Stored data:
•••

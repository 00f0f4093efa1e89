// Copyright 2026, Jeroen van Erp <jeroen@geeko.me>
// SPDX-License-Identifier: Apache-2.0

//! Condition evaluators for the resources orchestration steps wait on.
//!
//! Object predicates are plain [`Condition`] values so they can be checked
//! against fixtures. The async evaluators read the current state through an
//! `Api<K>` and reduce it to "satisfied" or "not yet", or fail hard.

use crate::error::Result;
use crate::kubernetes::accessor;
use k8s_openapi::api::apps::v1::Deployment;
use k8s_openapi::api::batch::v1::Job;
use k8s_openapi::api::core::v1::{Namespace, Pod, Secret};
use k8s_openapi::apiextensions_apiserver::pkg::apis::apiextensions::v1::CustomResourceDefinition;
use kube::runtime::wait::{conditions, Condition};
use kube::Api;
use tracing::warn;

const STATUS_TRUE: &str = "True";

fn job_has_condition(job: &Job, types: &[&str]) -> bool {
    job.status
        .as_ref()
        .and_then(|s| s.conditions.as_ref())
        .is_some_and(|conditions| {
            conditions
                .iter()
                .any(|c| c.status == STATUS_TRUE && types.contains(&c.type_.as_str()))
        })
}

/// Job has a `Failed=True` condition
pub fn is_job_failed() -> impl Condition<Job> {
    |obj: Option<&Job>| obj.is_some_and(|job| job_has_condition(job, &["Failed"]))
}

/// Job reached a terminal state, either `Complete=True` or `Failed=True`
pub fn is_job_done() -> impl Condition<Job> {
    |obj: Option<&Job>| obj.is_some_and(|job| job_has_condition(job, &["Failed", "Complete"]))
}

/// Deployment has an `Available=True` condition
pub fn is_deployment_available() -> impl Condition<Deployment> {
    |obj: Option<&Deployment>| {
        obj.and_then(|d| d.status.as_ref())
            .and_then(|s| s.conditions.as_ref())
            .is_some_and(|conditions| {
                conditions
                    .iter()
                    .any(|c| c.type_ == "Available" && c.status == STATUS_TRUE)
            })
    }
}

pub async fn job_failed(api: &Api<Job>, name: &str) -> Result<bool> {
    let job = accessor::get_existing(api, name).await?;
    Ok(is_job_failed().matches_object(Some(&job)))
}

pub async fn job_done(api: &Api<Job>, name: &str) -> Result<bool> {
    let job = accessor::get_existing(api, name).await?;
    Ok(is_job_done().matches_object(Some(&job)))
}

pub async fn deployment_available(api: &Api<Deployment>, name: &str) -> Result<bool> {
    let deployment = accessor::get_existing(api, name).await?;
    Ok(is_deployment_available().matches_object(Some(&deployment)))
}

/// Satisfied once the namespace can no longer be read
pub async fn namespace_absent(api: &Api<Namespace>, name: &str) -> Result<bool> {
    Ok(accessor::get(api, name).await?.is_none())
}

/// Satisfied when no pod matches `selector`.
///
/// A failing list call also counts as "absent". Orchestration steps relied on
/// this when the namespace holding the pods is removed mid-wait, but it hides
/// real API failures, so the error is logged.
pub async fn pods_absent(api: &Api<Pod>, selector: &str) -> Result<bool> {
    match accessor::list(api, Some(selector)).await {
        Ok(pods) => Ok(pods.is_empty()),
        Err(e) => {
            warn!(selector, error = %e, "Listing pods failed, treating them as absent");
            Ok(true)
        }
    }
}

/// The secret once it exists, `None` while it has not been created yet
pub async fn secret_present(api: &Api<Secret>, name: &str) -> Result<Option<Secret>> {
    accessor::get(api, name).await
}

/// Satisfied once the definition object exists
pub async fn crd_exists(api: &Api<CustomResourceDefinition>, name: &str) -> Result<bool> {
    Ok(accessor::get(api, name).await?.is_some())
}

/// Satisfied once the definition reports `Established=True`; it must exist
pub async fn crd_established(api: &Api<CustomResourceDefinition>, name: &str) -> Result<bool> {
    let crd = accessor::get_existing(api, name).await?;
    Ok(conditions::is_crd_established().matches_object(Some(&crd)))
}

•••

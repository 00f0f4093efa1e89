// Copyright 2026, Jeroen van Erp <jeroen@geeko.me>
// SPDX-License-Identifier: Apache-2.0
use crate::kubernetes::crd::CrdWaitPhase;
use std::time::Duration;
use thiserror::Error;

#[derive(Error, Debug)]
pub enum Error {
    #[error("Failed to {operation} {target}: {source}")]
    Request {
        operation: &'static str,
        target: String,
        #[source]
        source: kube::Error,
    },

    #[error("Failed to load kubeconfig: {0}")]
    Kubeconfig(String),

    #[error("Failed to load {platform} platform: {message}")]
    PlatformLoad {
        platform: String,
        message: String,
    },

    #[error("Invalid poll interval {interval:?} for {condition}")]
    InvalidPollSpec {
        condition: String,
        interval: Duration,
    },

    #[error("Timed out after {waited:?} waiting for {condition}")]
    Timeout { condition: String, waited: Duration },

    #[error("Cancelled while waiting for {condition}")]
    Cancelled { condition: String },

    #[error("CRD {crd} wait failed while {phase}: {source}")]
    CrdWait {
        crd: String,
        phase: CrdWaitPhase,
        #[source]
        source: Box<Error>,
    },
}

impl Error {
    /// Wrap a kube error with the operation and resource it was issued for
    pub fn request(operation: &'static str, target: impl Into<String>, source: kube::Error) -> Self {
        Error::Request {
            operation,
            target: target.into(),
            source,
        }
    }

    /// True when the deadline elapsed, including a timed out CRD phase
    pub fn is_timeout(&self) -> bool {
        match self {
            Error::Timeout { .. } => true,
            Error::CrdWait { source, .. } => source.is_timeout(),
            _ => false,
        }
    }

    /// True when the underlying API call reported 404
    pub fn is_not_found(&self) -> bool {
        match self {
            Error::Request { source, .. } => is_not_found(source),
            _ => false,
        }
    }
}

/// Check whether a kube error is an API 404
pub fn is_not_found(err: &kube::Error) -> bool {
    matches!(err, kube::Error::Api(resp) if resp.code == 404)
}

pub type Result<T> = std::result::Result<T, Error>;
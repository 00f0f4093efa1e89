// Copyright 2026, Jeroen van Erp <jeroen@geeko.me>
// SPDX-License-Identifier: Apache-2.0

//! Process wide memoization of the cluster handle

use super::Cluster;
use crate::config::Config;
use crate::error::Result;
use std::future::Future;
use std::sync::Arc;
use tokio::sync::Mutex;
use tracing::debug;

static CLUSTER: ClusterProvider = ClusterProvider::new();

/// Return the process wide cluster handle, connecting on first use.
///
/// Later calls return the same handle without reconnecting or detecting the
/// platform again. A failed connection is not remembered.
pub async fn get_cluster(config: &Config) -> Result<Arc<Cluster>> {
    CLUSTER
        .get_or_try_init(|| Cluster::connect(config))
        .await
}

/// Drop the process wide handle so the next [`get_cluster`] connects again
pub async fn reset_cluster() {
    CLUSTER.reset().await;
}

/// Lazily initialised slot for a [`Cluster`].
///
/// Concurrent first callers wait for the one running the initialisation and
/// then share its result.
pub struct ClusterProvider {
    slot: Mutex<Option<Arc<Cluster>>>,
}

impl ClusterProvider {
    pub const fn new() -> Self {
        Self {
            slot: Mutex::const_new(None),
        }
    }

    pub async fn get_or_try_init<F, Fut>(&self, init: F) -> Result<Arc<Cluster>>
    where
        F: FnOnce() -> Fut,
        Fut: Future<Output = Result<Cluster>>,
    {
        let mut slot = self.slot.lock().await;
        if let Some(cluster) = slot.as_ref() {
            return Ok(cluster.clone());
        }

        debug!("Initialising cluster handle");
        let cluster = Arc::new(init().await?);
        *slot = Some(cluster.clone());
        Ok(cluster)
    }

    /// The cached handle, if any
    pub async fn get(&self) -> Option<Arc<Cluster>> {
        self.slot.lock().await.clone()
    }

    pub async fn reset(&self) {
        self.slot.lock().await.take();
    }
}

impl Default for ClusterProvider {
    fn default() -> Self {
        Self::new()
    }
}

•••

_Problem details_. Select every line of the records holding the string "steps".

_Solution to this task_.
//! Condition evaluators for the resources orchestration steps wait on.
/// A failing list call also counts as "absent". Orchestration steps relied on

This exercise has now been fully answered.